Ha citato il Parco Nazionale: nel libro c’è la storia di un’orsa, Gemma, che è una beniamina dei dintorni. Ma quali sono i rapporti tra uomini e orsi? Purtroppo alla cronaca arrivano dei casi ben più drammatici.

Il rapporto dell’uomo con l’orso è buono, soprattutto in Abruzzo, Lazio e Molise dove l’orso non si è mai estinto. È lì da tempo immemorabile, e negli ultimi quattrocento anni [il marsicano] è stato isolato dal resto degli orsi d’Europa. Questo è il motivo per cui ha formato dei caratteri fenotipici (fisici) diversi dagli altri. Più complesso è il rapporto tra i trentini e la nuova colonia di orsi che c’è lì. [Una colonia] sostanzialmente creata dall’uomo tra il 1999 e il 2002, innestando sette femmine e tre maschi provenienti dalla Slovenia in una popolazione ormai al lumicino: due o tre individui. Sulle Alpi l’orso è stato salvato con questa operazione. Operazione brillantissima, perché in una ventina d’anni siamo già arrivati a circa sessanta individui. I maschi di questa popolazione vanno “in giro”: in Lombardia, nel Veneto, in Friuli, in Trentino Alto Adige, e anche all’estero in Svizzera, Austria, Germania. Sono un po’ “vagabondi”. Però con la popolazione il rapporto si è fatto un po’ difficile, specialmente negli ultimi anni; perché qualche orso (non moltissimi) è particolarmente confidente: si avvicina alle case, tenta di entrare nelle stalle, nei caseifici, come nel caso di M49, e quindi la gente comincia a innervosirsi.

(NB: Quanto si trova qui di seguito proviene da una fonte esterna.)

use std::any::Any;
use std::collections::HashMap;
use std::error::Error;
use std::sync::Arc;

use crate::exception::{BoxError, OutcomeException};
use crate::ext::OutcomeExt;
use crate::outcome::Outcome;

/// Builds a specific error type from a failed outcome.
pub type Constructor<E> = Arc<dyn Fn(&Outcome) -> E + Send + Sync>;

type ErasedConstructor = Arc<dyn Fn(&Outcome) -> BoxError + Send + Sync>;

#[derive(Clone)]
struct Mapping {
    type_name: &'static str,
    /// A `Constructor<E>` for the registered `E`.
    typed: Arc<dyn Any + Send + Sync>,
    erased: ErasedConstructor,
}

/// Registry mapping outcome codes to error constructors.
///
/// Each code maps to at most one constructor; registering a code again
/// replaces the previous one.
#[derive(Clone, Default)]
pub struct ExceptionMapper {
    mappings: HashMap<String, Mapping>,
}

impl ExceptionMapper {
    pub fn new() -> Self {
        Self::default()
    }

    /// Register `build` as the constructor for outcomes with code `code`.
    pub fn add_mapping<E, F>(&mut self, code: impl Into<String>, build: F)
    where
        E: Error + Send + Sync + 'static,
        F: Fn(&Outcome) -> E + Send + Sync + 'static,
    {
        let code = code.into();
        let typed: Constructor<E> = Arc::new(build);
        let erased_source = Arc::clone(&typed);
        let erased: ErasedConstructor =
            Arc::new(move |outcome: &Outcome| -> BoxError { Box::new(erased_source(outcome)) });
        let type_name = std::any::type_name::<E>();

        let replaced = self
            .mappings
            .insert(
                code.clone(),
                Mapping {
                    type_name,
                    typed: Arc::new(typed),
                    erased,
                },
            )
            .is_some();
        tracing::debug!(code = %code, exception = type_name, replaced, "registered exception mapping");
    }

    /// The constructor registered for `code`, if it produces `E`.
    ///
    /// Returns `None` for an empty or unknown code, or when the code is
    /// mapped to a different error type.
    pub fn mapping<E: 'static>(&self, code: &str) -> Option<Constructor<E>> {
        if code.is_empty() {
            return None;
        }
        self.mappings
            .get(code)?
            .typed
            .downcast_ref::<Constructor<E>>()
            .cloned()
    }

    pub fn contains(&self, code: &str) -> bool {
        !code.is_empty() && self.mappings.contains_key(code)
    }

    pub fn codes(&self) -> impl Iterator<Item = &str> {
        self.mappings.keys().map(String::as_str)
    }

    pub fn len(&self) -> usize {
        self.mappings.len()
    }

    pub fn is_empty(&self) -> bool {
        self.mappings.is_empty()
    }

    /// Build the error registered for `outcome`'s code, or an
    /// [`OutcomeException`] when there is none.
    pub fn to_exception(&self, outcome: &Outcome) -> BoxError {
        let mapping = Some(outcome.code())
            .filter(|code| !code.is_empty())
            .and_then(|code| self.mappings.get(code));
        match mapping {
            Some(mapping) => (mapping.erased)(outcome),
            None => {
                tracing::trace!(code = outcome.code(), "no exception mapping, using OutcomeException");
                Box::new(OutcomeException::new(outcome))
            }
        }
    }

    /// Build an `E` for `outcome`'s code.
    ///
    /// # Errors
    /// Returns `exception_mapping_not_found` if the code has no constructor
    /// producing `E`.
    pub fn to_exception_as<E: 'static>(&self, outcome: &Outcome) -> Result<E, OutcomeException> {
        match self.mapping::<E>(outcome.code()) {
            Some(build) => Ok(build(outcome)),
            None => Err(OutcomeException::mapping_not_found(
                outcome.code(),
                std::any::type_name::<E>(),
            )),
        }
    }
}

impl std::fmt::Debug for ExceptionMapper {
    fn fmt(&self, f: &mut std::fmt::Formatter<'_>) -> std::fmt::Result {
        f.debug_map()
            .entries(
                self.mappings
                    .iter()
                    .map(|(code, mapping)| (code, mapping.type_name)),
            )
            .finish()
    }
}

Lei è stato generale del Corpo Forestale e vive i boschi da sempre. Che differenza che c’è tra la situazione reale e la percezione del pubblico nel caso di altri due animali molto particolari: il lupo e il cinghiale, che in questo momento storico sono in espansione, territoriale e numerica?

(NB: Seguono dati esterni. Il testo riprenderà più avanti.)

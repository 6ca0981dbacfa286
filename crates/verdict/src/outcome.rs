use std::error::Error;
use std::sync::Arc;

use crate::codes;
use crate::error::OutcomeError;
use crate::exception::{BoxError, OutcomeException};
use crate::ext::OutcomeExt;
use crate::header::Header;
use crate::list::ListOutcome;
use crate::paged::PagedOutcome;
use crate::status::Status;

const FAKE_FAILURE_MESSAGE: &str = "this is a fake failure for testing purposes";

/// The result of an operation: a success optionally carrying data, or a
/// failure carrying a code, message, trace code, errors and metadata.
///
/// `Outcome` without a type parameter carries no data. Data presence is
/// explicit: `has_data()` is true only when data was supplied.
#[derive(Debug, Clone)]
pub struct Outcome<T = ()> {
    header: Header,
    data: Option<T>,
}

impl<T> Outcome<T> {
    pub fn new(status: Status, data: Option<T>) -> Self {
        Self {
            header: Header::new(status),
            data,
        }
    }

    pub(crate) fn from_parts(header: Header, data: Option<T>) -> Self {
        Self { header, data }
    }

    pub fn data(&self) -> Option<&T> {
        self.data.as_ref()
    }

    pub fn into_data(self) -> Option<T> {
        self.data
    }

    /// The carried data, or `default` if there is none.
    pub fn unwrap_or(self, default: T) -> T {
        self.data.unwrap_or(default)
    }

    pub fn unwrap_or_default(self) -> T
    where
        T: Default,
    {
        self.data.unwrap_or_default()
    }

    pub fn into_parts(self) -> (Header, Option<T>) {
        (self.header, self.data)
    }
}

impl Outcome {
    pub(crate) fn from_header(header: Header) -> Self {
        Self { header, data: None }
    }

    pub fn success() -> Self {
        Self::new(Status::Succeed, None)
    }

    pub fn failure() -> Self {
        Self::new(Status::Failed, None)
    }

    pub fn success_with<T>(data: T) -> Outcome<T> {
        Outcome::new(Status::Succeed, Some(data))
    }

    /// Wrap a plain value as a successful outcome.
    pub fn from_value<T>(value: T) -> Outcome<T> {
        Self::success_with(value)
    }

    pub fn failure_of<T>() -> Outcome<T> {
        Outcome::new(Status::Failed, None)
    }

    pub fn list_success<T>(items: impl IntoIterator<Item = T>) -> ListOutcome<T> {
        Outcome::new(Status::Succeed, Some(items.into_iter().collect()))
    }

    pub fn list_failure<T>() -> ListOutcome<T> {
        Outcome::new(Status::Failed, None)
    }

    pub fn paged_success<T>(
        items: impl IntoIterator<Item = T>,
        page_index: i64,
        page_size: i64,
        total_rows: i64,
    ) -> PagedOutcome<T> {
        PagedOutcome::new(
            Self::list_success(items),
            page_index,
            page_size,
            total_rows,
        )
    }

    /// A failed page, positioned on page 1 of size 10 with no rows.
    pub fn paged_failure<T>() -> PagedOutcome<T> {
        PagedOutcome::new(Self::list_failure(), 1, 10, 0)
    }

    pub fn fake_failure() -> Self {
        Self::failure()
            .with_message(FAKE_FAILURE_MESSAGE)
            .with_code(codes::FAKE_ERROR)
    }

    pub fn fake_failure_of<T>() -> Outcome<T> {
        Self::failure_of()
            .with_message(FAKE_FAILURE_MESSAGE)
            .with_code(codes::FAKE_ERROR)
    }

    pub fn list_fake_failure<T>() -> ListOutcome<T> {
        Self::list_failure()
            .with_message(FAKE_FAILURE_MESSAGE)
            .with_code(codes::FAKE_ERROR)
    }

    pub fn paged_fake_failure<T>() -> PagedOutcome<T> {
        Self::paged_failure()
            .with_message(FAKE_FAILURE_MESSAGE)
            .with_code(codes::FAKE_ERROR)
    }

    /// Convert an error into a failed outcome.
    ///
    /// If `err`, or any error in its source chain, is an
    /// [`OutcomeException`], the outcome it carries is restored. Otherwise
    /// the outcome has code `operation_failed_exception`, the error's
    /// message, and a single error entry backed by `err` itself.
    pub fn from_exception<E>(err: E) -> Self
    where
        E: Error + Send + Sync + 'static,
    {
        if let Some(carried) = OutcomeException::find(&err) {
            return carried.to_outcome();
        }
        Self::failed_by(OutcomeError::from_exception(err))
    }

    /// [`Outcome::from_exception`] for an already boxed error.
    ///
    /// A boxed error has lost its concrete type, so the error entry has no
    /// type or source. It still holds the error itself.
    pub fn from_boxed(err: BoxError) -> Self {
        if let Some(carried) = OutcomeException::find(&*err) {
            return carried.to_outcome();
        }
        Self::failed_by(OutcomeError::from_shared(Arc::from(err)))
    }

    /// `Ok` becomes a success carrying the value; `Err` goes through
    /// [`Outcome::from_exception`].
    pub fn from_result<T, E>(result: Result<T, E>) -> Outcome<T>
    where
        E: Error + Send + Sync + 'static,
    {
        match result {
            Ok(value) => Self::success_with(value),
            Err(err) => Self::from_exception(err).cast(),
        }
    }

    fn failed_by(error: OutcomeError) -> Self {
        let message = error.message().to_string();
        Self::failure()
            .with_code(codes::OPERATION_FAILED_EXCEPTION)
            .with_message(message)
            .with_error(error)
    }
}

impl<T> OutcomeExt for Outcome<T> {
    fn header(&self) -> &Header {
        &self.header
    }

    fn header_mut(&mut self) -> &mut Header {
        &mut self.header
    }

    fn has_data(&self) -> bool {
        self.data.is_some()
    }
}

impl<T> std::fmt::Display for Outcome<T> {
    fn fmt(&self, f: &mut std::fmt::Formatter<'_>) -> std::fmt::Result {
        write!(f, "{} | code: {}", self.header.status(), self.header.code())
    }
}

Per quanto riguarda il lupo la differenza tra il pericolo reale e quello percepito è enorme. Basta nominare la parola “lupo” e la gente si mette in allarme. Il lupo, attraverso una diffusione dovuta alla caparbietà di questa specie, alla sua elasticità, alla capacità di adattarsi, è arrivato spontaneamente in regioni da dove mancava da due secoli e dove la gente si era totalmente disabituata alla sua presenza. Dove arriva crea moltissimo allarme, legato alla cattiva fama che il lupo, ahimè, porta con sé. [Cattiva fama] alimentata dalle prediche medievali del buon pastore, il prete, che protegge le pecorelle, noi, dal pericolo costituito dal lupo, che impersona il diavolo. Un’immagine molto forte e diffusa in tutta la cultura cattolica, ma anche dalle favole: cappuccetto rosso, i tre porcellini; il lupo è sempre cattivo. In realtà il pericolo per la sicurezza dell’uomo non c’è. Quando la gente che incontro mi dice: ho paura ad andare nel bosco, a funghi, ho paura a fare la gita che ho sempre fatto; io dico che è una paura mal riposta. Perché il lupo non si fa vedere. Non avrai mai la fortuna di vedere un lupo… di provare l’emozione di vedere un lupo.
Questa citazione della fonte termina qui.